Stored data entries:
[Start of section]
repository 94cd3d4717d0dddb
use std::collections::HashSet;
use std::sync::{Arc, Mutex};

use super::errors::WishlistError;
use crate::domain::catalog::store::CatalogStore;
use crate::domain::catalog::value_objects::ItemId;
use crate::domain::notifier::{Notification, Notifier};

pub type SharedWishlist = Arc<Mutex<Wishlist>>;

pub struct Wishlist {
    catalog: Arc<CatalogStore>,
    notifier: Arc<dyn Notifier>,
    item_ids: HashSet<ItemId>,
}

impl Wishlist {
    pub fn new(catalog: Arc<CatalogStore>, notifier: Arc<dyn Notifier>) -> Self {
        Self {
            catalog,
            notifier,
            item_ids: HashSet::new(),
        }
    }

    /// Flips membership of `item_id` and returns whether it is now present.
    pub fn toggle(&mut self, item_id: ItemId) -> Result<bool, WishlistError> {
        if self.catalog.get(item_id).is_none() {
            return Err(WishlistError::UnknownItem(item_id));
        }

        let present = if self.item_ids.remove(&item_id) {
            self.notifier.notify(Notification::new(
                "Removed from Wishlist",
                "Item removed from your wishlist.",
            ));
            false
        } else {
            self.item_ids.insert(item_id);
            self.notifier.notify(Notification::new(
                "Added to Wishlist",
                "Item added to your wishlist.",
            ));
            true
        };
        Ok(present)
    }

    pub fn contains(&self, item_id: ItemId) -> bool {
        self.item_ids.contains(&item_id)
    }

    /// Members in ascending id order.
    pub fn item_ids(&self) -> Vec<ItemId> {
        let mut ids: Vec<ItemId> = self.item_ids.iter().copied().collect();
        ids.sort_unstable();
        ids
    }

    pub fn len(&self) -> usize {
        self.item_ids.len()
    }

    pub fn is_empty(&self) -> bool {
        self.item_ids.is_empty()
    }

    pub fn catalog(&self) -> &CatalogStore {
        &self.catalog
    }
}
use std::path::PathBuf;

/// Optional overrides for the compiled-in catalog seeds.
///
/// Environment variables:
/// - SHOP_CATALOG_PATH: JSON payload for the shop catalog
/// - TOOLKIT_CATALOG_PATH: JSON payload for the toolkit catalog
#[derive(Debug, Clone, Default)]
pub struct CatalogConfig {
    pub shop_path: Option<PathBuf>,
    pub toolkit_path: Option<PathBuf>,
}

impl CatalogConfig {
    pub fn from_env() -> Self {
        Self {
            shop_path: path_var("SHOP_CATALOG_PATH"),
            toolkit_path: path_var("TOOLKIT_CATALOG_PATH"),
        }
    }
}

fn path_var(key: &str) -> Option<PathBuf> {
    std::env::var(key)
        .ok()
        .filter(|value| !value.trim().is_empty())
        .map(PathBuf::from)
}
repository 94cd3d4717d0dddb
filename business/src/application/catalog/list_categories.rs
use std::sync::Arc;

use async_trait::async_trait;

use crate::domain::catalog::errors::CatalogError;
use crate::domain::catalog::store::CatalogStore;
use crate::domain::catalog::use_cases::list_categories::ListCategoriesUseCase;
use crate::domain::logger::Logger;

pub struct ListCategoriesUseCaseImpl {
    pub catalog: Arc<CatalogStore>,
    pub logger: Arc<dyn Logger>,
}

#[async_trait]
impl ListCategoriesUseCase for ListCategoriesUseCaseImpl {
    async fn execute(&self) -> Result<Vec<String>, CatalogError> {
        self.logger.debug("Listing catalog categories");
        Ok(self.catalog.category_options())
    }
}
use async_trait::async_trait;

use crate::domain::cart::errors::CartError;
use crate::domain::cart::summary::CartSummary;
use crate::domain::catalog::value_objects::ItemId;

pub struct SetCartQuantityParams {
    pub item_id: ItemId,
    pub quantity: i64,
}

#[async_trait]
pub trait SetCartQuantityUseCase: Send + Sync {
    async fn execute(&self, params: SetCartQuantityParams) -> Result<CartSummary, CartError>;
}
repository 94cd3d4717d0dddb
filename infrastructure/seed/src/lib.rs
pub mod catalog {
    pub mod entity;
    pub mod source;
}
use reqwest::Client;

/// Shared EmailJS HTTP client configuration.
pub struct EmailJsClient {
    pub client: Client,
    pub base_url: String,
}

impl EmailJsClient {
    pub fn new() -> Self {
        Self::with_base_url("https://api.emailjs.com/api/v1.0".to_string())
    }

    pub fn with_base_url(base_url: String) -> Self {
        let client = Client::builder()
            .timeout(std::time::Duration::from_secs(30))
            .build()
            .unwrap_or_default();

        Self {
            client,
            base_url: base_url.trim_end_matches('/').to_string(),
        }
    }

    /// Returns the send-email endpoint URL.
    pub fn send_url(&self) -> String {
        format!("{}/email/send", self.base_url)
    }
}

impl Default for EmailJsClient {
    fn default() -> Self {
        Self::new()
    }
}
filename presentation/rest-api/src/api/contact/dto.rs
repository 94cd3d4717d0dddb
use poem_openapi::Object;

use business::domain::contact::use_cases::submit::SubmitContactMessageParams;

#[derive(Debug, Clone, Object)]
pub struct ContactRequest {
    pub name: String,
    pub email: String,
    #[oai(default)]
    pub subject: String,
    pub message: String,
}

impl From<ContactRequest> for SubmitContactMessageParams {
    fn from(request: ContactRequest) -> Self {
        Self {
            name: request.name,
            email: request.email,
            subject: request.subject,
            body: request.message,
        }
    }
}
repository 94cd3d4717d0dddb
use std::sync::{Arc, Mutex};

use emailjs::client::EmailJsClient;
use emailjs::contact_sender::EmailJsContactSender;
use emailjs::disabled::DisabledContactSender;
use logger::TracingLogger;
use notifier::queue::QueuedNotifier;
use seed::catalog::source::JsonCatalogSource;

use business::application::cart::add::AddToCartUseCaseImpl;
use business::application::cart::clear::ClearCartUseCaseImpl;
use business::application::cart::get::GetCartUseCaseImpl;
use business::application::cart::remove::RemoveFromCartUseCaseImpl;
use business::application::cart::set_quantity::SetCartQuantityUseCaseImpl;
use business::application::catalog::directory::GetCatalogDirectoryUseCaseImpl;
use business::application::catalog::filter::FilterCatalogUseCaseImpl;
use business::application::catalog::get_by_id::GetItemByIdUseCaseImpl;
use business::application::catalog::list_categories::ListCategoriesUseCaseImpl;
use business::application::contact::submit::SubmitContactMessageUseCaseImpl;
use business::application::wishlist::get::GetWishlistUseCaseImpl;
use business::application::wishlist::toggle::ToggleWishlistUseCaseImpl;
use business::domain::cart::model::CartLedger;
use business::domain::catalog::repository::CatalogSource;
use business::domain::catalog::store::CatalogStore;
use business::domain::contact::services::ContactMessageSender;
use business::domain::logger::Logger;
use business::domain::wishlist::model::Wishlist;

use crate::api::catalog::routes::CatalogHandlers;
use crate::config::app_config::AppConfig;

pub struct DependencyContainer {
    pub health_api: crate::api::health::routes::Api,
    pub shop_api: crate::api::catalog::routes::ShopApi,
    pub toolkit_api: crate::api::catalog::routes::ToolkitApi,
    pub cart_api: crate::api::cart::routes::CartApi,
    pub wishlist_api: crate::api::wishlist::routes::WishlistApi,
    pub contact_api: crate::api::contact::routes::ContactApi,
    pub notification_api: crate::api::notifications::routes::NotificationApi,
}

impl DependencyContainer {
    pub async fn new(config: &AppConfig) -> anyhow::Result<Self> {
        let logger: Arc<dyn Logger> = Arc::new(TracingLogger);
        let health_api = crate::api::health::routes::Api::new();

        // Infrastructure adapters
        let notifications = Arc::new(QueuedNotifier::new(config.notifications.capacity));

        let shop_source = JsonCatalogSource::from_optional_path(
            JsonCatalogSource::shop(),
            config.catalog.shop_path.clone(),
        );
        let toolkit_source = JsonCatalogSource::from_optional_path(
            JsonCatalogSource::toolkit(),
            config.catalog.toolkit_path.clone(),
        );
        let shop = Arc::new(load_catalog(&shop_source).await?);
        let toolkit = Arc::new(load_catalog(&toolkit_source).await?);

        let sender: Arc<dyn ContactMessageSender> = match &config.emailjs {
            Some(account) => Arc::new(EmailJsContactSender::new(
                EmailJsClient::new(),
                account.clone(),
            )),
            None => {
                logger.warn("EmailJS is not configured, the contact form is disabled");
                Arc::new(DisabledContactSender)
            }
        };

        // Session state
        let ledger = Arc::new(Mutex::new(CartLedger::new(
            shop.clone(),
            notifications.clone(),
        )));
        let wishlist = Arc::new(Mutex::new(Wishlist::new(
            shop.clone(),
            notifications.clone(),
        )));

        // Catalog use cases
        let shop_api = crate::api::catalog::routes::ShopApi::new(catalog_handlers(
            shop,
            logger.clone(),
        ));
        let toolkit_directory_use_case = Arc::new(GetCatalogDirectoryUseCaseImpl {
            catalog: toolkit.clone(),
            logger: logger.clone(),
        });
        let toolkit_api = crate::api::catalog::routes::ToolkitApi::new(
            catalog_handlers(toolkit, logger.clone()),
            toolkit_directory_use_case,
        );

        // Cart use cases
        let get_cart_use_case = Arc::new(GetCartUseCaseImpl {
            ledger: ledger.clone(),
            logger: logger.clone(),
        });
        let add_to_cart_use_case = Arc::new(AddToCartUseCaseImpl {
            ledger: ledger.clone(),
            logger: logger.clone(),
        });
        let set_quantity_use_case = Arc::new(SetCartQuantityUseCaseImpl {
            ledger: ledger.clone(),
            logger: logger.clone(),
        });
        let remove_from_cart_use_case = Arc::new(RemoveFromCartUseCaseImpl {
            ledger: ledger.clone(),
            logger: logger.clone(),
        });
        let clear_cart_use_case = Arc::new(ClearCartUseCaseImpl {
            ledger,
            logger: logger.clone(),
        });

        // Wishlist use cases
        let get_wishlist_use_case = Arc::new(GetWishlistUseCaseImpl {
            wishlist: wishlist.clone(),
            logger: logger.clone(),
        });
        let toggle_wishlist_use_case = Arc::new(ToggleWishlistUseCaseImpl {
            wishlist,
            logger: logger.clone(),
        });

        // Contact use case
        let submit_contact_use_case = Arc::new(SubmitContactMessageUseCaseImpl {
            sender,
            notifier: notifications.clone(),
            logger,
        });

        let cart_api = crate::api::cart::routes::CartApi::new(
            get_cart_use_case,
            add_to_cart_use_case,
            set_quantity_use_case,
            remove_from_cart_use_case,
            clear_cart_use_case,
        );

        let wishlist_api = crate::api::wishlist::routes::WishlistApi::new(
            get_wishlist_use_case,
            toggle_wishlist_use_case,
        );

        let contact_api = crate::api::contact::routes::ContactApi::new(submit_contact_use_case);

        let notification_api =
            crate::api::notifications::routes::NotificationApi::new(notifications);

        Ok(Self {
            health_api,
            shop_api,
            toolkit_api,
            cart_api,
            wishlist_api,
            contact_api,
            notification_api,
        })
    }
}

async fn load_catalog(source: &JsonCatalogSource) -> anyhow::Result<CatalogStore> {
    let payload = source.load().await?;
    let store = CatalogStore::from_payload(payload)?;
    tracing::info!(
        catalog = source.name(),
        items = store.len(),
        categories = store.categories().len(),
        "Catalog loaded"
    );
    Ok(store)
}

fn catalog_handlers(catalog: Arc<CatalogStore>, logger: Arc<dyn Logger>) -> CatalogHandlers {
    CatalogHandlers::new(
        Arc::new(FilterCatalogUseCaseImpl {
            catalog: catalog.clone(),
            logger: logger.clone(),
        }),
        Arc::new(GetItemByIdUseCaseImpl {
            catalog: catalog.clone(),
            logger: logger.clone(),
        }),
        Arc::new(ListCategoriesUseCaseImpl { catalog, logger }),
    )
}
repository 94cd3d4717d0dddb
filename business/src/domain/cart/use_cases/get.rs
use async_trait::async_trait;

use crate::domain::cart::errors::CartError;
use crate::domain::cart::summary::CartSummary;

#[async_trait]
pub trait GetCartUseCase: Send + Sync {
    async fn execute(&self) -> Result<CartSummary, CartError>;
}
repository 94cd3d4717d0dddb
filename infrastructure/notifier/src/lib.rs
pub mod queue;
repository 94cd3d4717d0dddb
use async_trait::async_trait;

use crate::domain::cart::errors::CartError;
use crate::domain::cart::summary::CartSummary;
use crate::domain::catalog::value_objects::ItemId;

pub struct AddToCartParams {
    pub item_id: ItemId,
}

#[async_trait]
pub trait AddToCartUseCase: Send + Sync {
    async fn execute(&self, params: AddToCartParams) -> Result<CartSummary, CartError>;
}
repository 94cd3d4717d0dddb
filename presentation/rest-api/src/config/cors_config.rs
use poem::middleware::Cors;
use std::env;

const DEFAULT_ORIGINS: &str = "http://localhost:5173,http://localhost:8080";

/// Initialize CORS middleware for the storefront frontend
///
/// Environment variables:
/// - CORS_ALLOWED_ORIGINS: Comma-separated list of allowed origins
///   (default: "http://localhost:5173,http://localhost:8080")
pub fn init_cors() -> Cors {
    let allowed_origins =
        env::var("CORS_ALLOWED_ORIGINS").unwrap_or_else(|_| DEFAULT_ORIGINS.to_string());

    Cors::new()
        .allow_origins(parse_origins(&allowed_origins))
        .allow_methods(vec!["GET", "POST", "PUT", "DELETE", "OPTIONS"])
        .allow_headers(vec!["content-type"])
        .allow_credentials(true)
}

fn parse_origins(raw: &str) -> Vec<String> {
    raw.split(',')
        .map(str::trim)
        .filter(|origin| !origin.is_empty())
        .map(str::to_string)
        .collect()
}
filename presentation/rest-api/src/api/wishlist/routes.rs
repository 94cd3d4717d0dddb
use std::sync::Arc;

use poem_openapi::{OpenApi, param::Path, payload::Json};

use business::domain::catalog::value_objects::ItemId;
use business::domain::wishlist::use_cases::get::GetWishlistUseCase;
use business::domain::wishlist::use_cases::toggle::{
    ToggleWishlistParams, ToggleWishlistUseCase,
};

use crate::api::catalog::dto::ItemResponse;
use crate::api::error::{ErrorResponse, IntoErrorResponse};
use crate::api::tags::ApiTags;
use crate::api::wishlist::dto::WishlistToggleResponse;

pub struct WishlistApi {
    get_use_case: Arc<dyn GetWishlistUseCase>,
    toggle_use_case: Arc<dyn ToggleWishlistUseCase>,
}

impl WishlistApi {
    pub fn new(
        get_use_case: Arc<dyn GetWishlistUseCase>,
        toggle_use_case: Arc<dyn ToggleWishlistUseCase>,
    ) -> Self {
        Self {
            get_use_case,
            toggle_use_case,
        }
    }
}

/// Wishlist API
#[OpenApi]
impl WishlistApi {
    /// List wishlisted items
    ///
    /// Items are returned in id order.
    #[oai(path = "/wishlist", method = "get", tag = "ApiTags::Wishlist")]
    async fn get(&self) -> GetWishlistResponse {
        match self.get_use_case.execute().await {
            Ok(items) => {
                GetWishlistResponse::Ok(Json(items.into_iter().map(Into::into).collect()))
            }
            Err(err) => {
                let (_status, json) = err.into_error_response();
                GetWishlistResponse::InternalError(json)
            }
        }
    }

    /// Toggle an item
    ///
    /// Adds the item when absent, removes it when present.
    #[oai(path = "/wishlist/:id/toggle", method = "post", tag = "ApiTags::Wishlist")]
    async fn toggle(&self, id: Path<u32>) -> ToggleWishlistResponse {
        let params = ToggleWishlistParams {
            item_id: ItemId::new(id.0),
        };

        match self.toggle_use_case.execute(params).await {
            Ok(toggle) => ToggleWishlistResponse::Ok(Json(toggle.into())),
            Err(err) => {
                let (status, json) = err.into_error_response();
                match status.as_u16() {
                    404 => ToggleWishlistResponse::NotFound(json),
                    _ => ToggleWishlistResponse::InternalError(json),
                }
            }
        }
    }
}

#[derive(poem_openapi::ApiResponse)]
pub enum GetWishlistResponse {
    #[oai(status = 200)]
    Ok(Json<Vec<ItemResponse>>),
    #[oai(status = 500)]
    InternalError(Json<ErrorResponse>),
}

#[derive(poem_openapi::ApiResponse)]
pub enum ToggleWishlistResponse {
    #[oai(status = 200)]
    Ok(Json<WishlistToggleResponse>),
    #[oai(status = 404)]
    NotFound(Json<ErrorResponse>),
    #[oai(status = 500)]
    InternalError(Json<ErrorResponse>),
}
[End of section]
# PROBLEM DESCRIPTION:
The answer should be a single number: how many lines in the entries contain "GetCatalogDirectoryUseCaseImpl".

# WRITTEN REPLY:
2